AIM OF THE TASK >>
Starting with the opening line of the material, restate every line word for word, and end on the line containing "u8, include_delimiter: bool)".

ENTRIES SHOWN >>

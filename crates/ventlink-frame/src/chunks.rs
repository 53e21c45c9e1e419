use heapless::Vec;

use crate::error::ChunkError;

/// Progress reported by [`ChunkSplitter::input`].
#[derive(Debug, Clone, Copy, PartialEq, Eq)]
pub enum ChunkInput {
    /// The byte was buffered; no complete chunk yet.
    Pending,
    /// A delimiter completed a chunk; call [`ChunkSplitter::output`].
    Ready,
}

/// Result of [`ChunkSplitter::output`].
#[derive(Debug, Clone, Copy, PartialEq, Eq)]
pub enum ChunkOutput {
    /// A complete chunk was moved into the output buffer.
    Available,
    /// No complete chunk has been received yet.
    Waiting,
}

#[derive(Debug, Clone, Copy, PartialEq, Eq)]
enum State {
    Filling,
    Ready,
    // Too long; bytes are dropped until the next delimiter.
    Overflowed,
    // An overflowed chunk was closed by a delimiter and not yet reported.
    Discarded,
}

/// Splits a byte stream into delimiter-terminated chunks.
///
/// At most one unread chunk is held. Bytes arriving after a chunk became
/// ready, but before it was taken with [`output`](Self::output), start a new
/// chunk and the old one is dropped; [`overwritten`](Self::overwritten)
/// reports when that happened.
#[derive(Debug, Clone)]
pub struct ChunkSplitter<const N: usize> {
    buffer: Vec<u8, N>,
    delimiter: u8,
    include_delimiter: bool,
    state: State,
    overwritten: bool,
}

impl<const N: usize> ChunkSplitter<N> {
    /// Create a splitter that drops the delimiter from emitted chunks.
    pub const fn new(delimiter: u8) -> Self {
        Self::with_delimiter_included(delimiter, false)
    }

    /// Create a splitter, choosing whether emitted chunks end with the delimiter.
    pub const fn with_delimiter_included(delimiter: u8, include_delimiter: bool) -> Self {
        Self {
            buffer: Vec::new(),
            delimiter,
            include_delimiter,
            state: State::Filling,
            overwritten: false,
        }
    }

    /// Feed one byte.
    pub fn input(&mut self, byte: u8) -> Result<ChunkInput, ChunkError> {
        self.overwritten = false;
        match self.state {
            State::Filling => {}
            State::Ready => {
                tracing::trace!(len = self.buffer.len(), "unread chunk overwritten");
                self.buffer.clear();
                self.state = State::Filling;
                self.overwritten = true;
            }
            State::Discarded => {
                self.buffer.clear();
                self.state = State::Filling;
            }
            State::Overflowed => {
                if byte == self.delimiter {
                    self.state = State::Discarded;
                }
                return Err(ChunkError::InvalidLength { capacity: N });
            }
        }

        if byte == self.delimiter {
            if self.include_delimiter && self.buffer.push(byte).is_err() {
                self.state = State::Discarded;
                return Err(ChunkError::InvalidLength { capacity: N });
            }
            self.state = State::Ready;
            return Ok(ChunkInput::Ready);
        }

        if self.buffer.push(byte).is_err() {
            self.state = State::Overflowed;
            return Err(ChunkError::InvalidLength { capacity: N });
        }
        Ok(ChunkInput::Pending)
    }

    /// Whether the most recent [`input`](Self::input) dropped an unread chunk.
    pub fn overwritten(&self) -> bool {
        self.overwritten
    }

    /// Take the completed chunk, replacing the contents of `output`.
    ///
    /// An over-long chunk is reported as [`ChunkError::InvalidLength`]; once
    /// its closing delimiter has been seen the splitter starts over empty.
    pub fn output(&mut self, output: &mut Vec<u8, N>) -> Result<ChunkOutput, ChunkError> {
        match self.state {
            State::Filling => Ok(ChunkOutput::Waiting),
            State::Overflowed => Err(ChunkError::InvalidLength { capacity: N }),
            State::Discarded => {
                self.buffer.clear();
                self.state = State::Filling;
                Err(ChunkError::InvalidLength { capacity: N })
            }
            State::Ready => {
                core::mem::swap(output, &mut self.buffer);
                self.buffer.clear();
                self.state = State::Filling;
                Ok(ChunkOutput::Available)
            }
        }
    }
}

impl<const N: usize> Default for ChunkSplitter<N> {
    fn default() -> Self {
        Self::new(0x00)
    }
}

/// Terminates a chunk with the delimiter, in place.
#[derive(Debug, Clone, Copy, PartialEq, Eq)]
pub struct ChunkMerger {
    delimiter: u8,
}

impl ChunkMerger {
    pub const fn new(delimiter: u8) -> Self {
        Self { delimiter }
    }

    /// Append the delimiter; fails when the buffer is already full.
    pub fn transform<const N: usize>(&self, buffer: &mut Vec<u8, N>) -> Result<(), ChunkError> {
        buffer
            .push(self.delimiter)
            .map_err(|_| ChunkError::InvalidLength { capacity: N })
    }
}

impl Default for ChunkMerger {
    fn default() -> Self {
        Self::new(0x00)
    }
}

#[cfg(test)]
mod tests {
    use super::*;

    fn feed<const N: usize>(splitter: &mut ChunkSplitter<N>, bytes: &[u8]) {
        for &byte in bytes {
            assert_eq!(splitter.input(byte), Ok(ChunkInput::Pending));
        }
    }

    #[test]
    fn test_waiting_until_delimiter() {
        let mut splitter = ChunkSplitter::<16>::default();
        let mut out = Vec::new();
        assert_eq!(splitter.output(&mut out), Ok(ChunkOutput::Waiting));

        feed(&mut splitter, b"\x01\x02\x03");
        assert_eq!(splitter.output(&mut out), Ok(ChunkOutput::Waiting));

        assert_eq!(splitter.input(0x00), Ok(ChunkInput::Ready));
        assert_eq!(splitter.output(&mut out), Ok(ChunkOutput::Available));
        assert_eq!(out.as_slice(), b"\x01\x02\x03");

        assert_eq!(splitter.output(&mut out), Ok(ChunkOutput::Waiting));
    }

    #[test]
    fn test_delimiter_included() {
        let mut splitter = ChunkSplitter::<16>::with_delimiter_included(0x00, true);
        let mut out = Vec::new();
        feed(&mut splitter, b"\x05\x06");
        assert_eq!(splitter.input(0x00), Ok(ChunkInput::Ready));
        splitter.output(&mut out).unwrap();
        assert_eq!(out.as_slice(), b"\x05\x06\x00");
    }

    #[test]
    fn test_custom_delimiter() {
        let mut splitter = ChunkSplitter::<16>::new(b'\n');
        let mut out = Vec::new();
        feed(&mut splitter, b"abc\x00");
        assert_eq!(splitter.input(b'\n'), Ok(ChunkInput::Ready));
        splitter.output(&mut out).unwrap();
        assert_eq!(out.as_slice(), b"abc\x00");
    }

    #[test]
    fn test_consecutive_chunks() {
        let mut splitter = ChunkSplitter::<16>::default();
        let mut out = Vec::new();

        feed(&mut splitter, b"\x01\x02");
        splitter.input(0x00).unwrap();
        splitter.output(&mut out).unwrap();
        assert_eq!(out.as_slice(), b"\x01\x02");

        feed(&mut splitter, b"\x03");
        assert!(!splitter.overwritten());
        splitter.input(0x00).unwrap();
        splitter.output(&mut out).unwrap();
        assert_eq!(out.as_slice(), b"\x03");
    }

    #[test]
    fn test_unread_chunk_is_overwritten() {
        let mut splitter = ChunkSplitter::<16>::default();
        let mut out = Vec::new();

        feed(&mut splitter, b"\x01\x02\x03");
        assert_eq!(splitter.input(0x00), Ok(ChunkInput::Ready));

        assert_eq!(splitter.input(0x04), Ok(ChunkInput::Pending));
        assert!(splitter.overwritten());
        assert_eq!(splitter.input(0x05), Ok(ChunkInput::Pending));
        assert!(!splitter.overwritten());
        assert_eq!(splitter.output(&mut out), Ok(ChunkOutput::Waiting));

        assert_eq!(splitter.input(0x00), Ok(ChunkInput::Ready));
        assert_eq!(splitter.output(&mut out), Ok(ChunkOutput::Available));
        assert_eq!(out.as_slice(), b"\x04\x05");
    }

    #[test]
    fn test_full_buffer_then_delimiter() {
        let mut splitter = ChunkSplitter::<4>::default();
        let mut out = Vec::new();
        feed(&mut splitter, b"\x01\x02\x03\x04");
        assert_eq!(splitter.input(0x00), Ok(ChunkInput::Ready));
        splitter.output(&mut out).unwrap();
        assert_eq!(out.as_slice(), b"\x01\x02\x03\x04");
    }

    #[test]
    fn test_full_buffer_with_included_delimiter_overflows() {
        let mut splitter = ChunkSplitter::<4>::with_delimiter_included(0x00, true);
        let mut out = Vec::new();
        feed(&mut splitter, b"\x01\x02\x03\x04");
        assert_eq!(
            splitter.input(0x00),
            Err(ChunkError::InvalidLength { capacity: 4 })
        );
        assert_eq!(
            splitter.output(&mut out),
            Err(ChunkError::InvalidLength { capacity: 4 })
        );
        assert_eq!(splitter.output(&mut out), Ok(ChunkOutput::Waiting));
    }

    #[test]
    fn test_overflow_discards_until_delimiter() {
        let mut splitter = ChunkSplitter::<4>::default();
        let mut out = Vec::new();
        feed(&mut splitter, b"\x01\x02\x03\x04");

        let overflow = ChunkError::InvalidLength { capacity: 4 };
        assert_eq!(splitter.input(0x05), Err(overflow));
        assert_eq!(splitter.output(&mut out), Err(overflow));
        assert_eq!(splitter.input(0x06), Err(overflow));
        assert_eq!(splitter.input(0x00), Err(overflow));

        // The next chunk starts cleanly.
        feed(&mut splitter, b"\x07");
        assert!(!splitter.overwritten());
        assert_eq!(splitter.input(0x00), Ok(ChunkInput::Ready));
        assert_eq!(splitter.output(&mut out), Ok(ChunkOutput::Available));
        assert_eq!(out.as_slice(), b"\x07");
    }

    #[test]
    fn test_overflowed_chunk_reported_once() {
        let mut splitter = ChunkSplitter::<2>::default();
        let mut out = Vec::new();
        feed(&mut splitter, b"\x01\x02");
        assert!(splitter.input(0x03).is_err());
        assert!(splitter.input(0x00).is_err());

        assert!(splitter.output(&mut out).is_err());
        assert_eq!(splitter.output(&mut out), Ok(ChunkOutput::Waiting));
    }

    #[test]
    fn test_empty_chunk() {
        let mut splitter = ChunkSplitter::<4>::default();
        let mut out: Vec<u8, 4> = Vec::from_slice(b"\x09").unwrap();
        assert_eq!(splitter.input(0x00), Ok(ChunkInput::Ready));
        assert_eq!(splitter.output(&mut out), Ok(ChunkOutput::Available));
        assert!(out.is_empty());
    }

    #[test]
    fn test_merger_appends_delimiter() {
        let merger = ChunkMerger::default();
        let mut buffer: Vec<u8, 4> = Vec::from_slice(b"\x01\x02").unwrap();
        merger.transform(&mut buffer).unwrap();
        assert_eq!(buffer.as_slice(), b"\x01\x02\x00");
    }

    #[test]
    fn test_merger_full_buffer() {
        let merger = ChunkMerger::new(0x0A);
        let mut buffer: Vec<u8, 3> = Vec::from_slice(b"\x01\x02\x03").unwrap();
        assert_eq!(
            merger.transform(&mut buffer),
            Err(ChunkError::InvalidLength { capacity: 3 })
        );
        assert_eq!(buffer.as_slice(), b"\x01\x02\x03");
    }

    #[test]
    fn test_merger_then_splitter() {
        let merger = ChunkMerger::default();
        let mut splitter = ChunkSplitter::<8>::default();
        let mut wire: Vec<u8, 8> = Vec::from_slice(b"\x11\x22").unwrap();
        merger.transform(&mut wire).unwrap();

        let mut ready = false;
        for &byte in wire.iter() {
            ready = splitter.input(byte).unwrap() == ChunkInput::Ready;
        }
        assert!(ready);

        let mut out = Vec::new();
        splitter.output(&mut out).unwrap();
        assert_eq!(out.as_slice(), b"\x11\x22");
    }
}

THE COMPLETED TASK >>
filename crates/ventlink-frame/src/chunks.rs
repository 53e21c45c9e1e419
use heapless::Vec;

use crate::error::ChunkError;

/// Progress reported by [`ChunkSplitter::input`].
#[derive(Debug, Clone, Copy, PartialEq, Eq)]
pub enum ChunkInput {
    /// The byte was buffered; no complete chunk yet.
    Pending,
    /// A delimiter completed a chunk; call [`ChunkSplitter::output`].
    Ready,
}

/// Result of [`ChunkSplitter::output`].
#[derive(Debug, Clone, Copy, PartialEq, Eq)]
pub enum ChunkOutput {
    /// A complete chunk was moved into the output buffer.
    Available,
    /// No complete chunk has been received yet.
    Waiting,
}

#[derive(Debug, Clone, Copy, PartialEq, Eq)]
enum State {
    Filling,
    Ready,
    // Too long; bytes are dropped until the next delimiter.
    Overflowed,
    // An overflowed chunk was closed by a delimiter and not yet reported.
    Discarded,
}

/// Splits a byte stream into delimiter-terminated chunks.
///
/// At most one unread chunk is held. Bytes arriving after a chunk became
/// ready, but before it was taken with [`output`](Self::output), start a new
/// chunk and the old one is dropped; [`overwritten`](Self::overwritten)
/// reports when that happened.
#[derive(Debug, Clone)]
pub struct ChunkSplitter<const N: usize> {
    buffer: Vec<u8, N>,
    delimiter: u8,
    include_delimiter: bool,
    state: State,
    overwritten: bool,
}

impl<const N: usize> ChunkSplitter<N> {
    /// Create a splitter that drops the delimiter from emitted chunks.
    pub const fn new(delimiter: u8) -> Self {
        Self::with_delimiter_included(delimiter, false)
    }

    /// Create a splitter, choosing whether emitted chunks end with the delimiter.
    pub const fn with_delimiter_included(delimiter: u8, include_delimiter: bool) -> Self {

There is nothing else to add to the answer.